BEGIN Study material

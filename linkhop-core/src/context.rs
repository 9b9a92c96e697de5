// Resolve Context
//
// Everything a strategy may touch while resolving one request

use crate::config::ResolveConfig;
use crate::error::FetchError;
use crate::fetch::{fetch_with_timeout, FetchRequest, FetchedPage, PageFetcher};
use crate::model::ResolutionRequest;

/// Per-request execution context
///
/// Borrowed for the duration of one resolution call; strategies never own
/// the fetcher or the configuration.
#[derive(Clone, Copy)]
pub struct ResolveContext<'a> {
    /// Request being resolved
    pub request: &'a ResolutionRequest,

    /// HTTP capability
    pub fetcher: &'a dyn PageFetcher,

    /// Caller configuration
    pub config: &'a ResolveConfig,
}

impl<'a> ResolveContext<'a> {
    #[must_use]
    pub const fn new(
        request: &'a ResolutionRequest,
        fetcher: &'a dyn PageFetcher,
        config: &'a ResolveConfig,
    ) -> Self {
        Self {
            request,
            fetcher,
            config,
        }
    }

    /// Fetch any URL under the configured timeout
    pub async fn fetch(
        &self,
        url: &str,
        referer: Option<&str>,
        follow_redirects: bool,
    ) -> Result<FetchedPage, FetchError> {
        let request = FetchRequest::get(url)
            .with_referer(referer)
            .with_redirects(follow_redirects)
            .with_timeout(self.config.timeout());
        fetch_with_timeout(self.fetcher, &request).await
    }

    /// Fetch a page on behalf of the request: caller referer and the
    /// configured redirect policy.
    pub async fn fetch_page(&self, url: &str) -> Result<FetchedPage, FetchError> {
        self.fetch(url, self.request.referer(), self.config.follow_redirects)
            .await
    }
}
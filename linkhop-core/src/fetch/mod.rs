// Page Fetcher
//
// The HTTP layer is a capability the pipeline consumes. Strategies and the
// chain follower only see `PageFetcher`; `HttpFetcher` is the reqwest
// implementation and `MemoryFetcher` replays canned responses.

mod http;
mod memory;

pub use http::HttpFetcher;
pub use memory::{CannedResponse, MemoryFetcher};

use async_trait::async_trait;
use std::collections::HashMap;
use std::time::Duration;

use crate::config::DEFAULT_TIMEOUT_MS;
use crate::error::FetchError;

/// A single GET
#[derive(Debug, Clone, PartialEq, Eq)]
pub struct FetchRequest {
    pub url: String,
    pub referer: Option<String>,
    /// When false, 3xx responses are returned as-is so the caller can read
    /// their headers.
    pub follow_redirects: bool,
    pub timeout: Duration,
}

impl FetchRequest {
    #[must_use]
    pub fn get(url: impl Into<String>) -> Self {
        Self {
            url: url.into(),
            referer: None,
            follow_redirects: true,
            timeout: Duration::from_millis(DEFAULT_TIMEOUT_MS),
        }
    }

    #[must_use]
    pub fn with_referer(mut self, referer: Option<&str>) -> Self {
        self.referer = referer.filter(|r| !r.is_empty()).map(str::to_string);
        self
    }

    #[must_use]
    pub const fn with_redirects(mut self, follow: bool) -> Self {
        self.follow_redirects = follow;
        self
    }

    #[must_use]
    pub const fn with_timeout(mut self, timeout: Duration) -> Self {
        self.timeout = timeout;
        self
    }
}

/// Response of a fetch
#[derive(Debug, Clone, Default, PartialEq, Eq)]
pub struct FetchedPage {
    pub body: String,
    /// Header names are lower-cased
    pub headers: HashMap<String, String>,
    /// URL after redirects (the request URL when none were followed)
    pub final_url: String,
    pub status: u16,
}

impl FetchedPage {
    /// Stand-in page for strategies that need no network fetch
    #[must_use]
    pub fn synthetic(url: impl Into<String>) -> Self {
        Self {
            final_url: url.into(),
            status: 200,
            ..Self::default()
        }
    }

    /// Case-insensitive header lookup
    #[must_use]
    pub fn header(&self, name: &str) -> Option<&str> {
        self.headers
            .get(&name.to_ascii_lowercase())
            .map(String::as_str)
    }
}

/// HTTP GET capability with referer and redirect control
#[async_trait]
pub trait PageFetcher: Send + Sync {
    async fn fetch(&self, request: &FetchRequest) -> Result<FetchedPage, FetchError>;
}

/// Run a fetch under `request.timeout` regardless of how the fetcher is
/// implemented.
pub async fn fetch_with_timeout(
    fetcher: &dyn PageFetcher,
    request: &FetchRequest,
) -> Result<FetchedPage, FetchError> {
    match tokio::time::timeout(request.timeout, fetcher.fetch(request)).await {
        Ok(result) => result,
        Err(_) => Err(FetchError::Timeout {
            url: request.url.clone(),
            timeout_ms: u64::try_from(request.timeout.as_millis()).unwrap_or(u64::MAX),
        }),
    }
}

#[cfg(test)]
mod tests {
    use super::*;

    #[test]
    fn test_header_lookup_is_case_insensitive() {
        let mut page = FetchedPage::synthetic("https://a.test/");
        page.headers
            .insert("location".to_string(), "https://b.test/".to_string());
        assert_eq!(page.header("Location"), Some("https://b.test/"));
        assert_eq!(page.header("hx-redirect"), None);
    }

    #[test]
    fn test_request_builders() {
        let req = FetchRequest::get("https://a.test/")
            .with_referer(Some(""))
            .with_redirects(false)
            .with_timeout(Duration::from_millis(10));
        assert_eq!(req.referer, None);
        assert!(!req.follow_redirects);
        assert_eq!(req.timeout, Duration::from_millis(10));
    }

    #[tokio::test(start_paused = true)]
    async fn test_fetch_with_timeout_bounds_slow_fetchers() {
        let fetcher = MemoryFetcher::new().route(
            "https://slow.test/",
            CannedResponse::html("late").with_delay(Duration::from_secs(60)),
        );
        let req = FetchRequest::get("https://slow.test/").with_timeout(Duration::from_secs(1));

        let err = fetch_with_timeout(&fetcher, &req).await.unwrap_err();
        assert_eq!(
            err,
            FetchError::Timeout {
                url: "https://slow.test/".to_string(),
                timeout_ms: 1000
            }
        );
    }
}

END Study material
BEGIN Study material

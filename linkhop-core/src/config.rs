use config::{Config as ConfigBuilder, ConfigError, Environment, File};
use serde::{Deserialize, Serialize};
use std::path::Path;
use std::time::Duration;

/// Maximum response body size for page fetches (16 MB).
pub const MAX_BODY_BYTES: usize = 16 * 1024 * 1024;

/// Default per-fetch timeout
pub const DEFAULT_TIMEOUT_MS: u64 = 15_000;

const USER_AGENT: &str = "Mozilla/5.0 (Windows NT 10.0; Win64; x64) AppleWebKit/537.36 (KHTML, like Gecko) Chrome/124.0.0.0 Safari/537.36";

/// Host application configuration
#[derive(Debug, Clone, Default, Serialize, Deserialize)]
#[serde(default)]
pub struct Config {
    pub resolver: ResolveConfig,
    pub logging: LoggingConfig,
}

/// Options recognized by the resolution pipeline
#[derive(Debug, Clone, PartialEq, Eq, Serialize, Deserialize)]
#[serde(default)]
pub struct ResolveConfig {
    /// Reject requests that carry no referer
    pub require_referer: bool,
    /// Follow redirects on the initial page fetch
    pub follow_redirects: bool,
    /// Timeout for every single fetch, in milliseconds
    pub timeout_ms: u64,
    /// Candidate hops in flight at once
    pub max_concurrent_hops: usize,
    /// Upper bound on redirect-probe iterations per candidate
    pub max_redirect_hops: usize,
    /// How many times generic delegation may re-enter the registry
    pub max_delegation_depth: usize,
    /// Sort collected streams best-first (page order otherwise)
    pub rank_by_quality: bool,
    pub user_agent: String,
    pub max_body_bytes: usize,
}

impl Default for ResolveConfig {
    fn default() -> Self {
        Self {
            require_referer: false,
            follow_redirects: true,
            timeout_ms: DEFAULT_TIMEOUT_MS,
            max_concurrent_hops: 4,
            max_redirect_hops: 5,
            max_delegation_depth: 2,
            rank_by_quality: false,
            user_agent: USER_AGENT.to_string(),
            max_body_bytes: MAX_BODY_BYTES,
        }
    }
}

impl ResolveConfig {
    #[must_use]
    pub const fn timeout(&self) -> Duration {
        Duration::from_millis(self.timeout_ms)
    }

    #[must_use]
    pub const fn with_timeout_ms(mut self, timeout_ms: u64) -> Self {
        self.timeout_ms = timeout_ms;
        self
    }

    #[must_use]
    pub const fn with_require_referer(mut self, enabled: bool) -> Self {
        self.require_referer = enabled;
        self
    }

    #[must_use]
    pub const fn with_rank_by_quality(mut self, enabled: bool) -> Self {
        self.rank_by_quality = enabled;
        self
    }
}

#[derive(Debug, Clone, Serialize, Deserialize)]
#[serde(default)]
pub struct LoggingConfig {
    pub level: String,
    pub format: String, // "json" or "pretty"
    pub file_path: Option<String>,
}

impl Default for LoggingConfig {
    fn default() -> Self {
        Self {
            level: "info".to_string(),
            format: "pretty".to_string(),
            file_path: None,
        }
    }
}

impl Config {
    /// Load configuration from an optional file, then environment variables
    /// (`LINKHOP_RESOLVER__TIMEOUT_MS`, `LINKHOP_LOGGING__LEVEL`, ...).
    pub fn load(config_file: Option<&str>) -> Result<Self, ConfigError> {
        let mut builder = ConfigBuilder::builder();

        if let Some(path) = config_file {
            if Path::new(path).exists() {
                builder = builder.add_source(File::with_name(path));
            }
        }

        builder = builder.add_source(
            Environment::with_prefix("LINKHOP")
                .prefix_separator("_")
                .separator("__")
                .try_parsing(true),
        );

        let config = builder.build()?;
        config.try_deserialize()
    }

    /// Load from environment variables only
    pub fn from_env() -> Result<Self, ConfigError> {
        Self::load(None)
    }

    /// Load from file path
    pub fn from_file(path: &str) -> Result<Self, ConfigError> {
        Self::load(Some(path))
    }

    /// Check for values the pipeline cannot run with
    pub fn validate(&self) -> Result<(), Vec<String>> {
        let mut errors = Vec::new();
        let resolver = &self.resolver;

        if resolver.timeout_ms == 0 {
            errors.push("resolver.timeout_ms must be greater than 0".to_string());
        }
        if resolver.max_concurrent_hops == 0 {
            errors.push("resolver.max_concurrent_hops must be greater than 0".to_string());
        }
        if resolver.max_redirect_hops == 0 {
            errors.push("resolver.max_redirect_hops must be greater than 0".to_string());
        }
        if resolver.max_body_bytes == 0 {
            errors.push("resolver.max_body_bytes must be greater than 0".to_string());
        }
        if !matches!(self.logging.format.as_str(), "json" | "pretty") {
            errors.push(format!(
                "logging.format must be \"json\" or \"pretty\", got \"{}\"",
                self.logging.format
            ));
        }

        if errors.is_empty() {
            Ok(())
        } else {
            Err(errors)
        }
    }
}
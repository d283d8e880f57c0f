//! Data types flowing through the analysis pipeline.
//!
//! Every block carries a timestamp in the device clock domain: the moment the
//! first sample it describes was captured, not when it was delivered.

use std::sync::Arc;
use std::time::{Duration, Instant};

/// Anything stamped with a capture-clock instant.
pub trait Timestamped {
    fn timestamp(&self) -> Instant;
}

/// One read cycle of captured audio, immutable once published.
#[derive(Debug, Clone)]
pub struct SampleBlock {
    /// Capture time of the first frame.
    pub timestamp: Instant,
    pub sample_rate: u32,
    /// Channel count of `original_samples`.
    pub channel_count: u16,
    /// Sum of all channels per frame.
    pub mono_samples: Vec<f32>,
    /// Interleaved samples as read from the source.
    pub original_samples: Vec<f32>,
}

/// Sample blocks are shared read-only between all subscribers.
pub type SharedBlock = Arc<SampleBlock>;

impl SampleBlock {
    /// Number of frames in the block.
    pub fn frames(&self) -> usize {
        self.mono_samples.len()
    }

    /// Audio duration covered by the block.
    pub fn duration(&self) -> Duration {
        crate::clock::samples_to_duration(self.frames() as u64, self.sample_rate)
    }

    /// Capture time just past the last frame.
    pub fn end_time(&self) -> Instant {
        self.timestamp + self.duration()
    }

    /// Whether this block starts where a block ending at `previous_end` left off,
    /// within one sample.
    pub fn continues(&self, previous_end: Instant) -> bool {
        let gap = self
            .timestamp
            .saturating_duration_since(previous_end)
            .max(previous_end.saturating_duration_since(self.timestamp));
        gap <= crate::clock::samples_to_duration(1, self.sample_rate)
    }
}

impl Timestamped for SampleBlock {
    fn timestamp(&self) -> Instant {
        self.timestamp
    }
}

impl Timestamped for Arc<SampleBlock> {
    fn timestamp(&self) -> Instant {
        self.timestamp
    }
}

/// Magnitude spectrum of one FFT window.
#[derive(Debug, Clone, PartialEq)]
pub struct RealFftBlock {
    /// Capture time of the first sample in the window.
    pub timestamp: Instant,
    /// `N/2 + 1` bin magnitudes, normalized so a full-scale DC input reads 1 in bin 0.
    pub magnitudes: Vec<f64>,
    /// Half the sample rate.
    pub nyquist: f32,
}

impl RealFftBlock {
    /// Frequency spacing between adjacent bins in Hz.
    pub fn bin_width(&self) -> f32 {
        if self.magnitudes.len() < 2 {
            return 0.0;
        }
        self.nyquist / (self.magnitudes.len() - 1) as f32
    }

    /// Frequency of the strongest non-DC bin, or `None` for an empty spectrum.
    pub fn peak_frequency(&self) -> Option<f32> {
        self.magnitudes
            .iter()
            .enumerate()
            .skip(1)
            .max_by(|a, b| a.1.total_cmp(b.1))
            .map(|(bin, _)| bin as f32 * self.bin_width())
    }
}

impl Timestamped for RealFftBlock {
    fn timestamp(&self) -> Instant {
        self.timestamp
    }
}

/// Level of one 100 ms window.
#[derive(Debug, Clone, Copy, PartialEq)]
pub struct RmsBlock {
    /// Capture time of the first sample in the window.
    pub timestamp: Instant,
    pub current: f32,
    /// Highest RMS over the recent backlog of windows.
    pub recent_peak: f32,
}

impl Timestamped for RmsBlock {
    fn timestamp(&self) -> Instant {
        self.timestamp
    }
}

END Study material
BEGIN Study material

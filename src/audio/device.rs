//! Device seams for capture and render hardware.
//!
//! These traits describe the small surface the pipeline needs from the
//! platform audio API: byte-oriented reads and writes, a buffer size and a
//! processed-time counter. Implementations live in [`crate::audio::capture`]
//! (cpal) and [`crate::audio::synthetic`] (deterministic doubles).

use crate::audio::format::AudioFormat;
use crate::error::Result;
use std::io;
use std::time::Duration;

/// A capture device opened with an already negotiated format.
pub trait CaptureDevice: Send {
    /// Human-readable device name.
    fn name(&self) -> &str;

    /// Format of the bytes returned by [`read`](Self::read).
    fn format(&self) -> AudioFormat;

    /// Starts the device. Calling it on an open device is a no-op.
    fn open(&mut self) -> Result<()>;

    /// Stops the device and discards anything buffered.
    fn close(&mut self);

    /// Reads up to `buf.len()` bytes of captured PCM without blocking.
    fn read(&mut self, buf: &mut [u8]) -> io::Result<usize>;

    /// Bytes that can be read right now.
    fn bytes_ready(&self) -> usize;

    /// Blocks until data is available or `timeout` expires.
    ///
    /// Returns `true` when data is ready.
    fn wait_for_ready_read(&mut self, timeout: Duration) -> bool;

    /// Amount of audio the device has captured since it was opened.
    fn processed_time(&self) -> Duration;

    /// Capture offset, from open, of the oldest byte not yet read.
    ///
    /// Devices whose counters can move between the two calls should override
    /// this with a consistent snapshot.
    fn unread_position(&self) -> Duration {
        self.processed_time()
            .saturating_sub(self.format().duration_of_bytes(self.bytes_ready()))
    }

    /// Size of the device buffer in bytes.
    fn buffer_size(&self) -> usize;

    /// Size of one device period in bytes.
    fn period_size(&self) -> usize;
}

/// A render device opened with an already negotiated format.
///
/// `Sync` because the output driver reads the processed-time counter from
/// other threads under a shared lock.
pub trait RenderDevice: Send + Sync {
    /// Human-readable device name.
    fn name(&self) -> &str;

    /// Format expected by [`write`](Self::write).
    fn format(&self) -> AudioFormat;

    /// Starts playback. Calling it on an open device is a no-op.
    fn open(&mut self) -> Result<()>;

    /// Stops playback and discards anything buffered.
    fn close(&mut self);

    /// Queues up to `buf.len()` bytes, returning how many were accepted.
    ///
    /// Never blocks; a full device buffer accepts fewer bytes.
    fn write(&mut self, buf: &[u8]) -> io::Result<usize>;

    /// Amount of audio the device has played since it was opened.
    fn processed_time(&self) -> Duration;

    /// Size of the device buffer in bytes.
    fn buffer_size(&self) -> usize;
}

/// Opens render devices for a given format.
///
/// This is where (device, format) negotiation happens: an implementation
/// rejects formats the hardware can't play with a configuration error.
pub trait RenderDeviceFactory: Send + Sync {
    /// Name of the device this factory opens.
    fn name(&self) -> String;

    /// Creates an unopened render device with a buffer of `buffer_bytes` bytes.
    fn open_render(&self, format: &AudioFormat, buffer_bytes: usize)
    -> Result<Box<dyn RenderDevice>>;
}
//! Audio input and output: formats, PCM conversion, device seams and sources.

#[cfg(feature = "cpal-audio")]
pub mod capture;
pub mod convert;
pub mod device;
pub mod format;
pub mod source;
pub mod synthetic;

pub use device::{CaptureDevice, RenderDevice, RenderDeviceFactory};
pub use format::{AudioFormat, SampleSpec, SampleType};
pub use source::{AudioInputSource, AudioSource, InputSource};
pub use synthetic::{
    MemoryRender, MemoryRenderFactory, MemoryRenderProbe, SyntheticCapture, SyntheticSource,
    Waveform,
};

END Study material

▶ What is required
Some of the data mentions "Amount". Copy every line where it does.

▶ Solution
    /// Amount of audio the device has captured since it was opened.
    /// Amount of audio the device has played since it was opened.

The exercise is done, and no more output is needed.